Inability to dup/~ for const arrays of class objects
Diggory
diggsey at googlemail.com
Tue May 28 18:59:23 PDT 2013
On Wednesday, 29 May 2013 at 01:33:57 UTC, Steven Schveighoffer
wrote:
> On Tue, 28 May 2013 21:19:49 -0400, Ali Çehreli
> <acehreli at yahoo.com> wrote:
>
>> // C is a class
>> const(C) c = new const(C);
>>
>> // c promises that it won't mutate the object.

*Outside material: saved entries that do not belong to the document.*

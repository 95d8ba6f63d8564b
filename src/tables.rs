//! # Tables — Digit Widths and IBDWT Weights
//!
//! Maps an exponent q onto n = 2^log_n limbs of balanced width and computes
//! the per-limb weights that turn a length-n cyclic convolution into
//! multiplication mod 2^q − 1.
//!
//! ## Digit Layout
//!
//! Limb i starts at bit ⌈q·i/n⌉, so its width is
//!
//! ```text
//! w_i = ⌈q(i+1)/n⌉ − ⌈q·i/n⌉ ∈ {⌊q/n⌋, ⌊q/n⌋ + 1}
//! ```
//!
//! and the widths sum to exactly q.
//!
//! ## Weights
//!
//! Crandall–Fagin: weighting limb i by 2^(⌈qi/n⌉ − qi/n) makes the wrapped
//! terms of a cyclic convolution land with the factor 2^q ≡ 1. In the field
//! that is a power of an n-th root of two:
//!
//! ```text
//! weight[i]   = root2^(n − (q·i mod n))          (1 when q·i ≡ 0 mod n)
//! unweight[i] = (n · weight[i])^−1
//! ```
//!
//! The 1/n in `unweight` finishes the unscaled inverse transform for free.
//!
//! ## Overflow Guard
//!
//! A convolution output is a sum of n products of digits below 2^(w+1), each
//! doubled at most once by the weighting, so it stays below
//! 2^(2w + 3 + log_n). Requiring `2w + log_n < 61` keeps it within 2^63 < P.
//! Sizes that fail the guard are rejected, and the caller tries the next size.

use tracing::debug;

use crate::error::MersenneError;
use crate::modmath::{mod_inv, mod_mul, mod_pow, root_of_two, MAX_LOG_N};

/// Largest value of `2·width + log_n` accepted, exclusive.
pub const WIDTH_GUARD_BITS: u64 = 61;

#[derive(Debug, Clone)]
pub struct DigitTables {
    pub exponent: u64,
    pub log_n: u8,
    pub n: usize,
    /// Primitive n-th root of two.
    pub root2: u64,
    /// Bits in a small digit, ⌊q/n⌋. Large digits have one more.
    pub small_width: u8,
    pub digit_widths: Vec<u8>,
    pub weight: Vec<u64>,
    pub unweight: Vec<u64>,
}

impl DigitTables {
    /// Build tables for 2^exponent − 1 at transform length 2^log_n.
    pub fn build(log_n: u8, exponent: u64) -> Result<Self, MersenneError> {
        if exponent < 2 {
            return Err(MersenneError::ExponentTooSmall { exponent });
        }
        if log_n > MAX_LOG_N {
            return Err(MersenneError::InvalidTransformSize {
                log_n,
                max_log_n: MAX_LOG_N,
            });
        }

        let n = 1usize << log_n;
        let n64 = n as u64;
        let width = exponent / n64;

        // Digits up to width + 1 bits must survive one convolution
        if width.saturating_mul(2) + log_n as u64 >= WIDTH_GUARD_BITS {
            return Err(MersenneError::DigitWidthOverflow { log_n, width });
        }

        let root2 = root_of_two(log_n);
        if mod_pow(root2, n64) != 2 {
            return Err(MersenneError::RootOfTwoMismatch { log_n });
        }

        let mut digit_widths = vec![0u8; n];
        let mut weight = vec![0u64; n];
        let mut unweight = vec![0u64; n];

        weight[0] = 1;
        unweight[0] = mod_inv(n64).ok_or(MersenneError::ZeroWeight { log_n, index: 0 })?;

        let mut old_addr = 0u64;
        for i in 0..=n64 {
            let t = exponent
                .checked_mul(i)
                .ok_or(MersenneError::AddressOverflow { log_n, index: i })?;
            let r = t % n64;
            let mut addr = t / n64;
            if r >> 32 != 0 {
                return Err(MersenneError::AddressOverflow { log_n, index: i });
            }
            if r != 0 {
                addr += 1;
            }
            if addr >> 32 != 0 {
                return Err(MersenneError::AddressOverflow { log_n, index: i });
            }

            if i > 0 {
                let digit_width = addr - old_addr;
                if digit_width != width && digit_width != width + 1 {
                    return Err(MersenneError::InconsistentDigitWidth {
                        log_n,
                        index: i - 1,
                        digit_width,
                    });
                }
                digit_widths[(i - 1) as usize] = digit_width as u8;

                if i < n64 {
                    let idx = i as usize;
                    weight[idx] = if r == 0 { 1 } else { mod_pow(root2, n64 - r) };
                    unweight[idx] = mod_inv(mod_mul(weight[idx], n64))
                        .ok_or(MersenneError::ZeroWeight { log_n, index: i })?;
                }
            }
            old_addr = addr;
        }

        debug!(exponent, log_n, width, "digit tables built");

        Ok(DigitTables {
            exponent,
            log_n,
            n,
            root2,
            small_width: width as u8,
            digit_widths,
            weight,
            unweight,
        })
    }
}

>> // Why can't it promise to not mutate another object?
>>
>> c = new const(C); // <-- compilation error
>>
>> I don't see the rationale for disallowing the last line. I
>> think it should work without any syntax change. Merely the
>> class handle is being changed.
>
> The issue is that you cannot separate out the reference from
> the referred-to data, and apply const only to the tail.
>
> It's a syntax issue, not a semantic issue. It should be
> allowed, but we lack the syntax to specify it. You can only
> apply const to both the reference and the data.
>
> -Steve
At the moment type qualifiers are also implicitly storage
classes, I wonder if it would cause any problems to separate the
two uses out...
For a class:
const(C) myvar; // Normal variable holding a const(C)
const C myvar; // Const variable holding a const(C) (due to
transitivity)
For a struct:
const(S) myvar; // Const-ness of struct leaks out to variable
because it is a value type
const S myvar; // Const variable holding a const(S) (due to
transitivity)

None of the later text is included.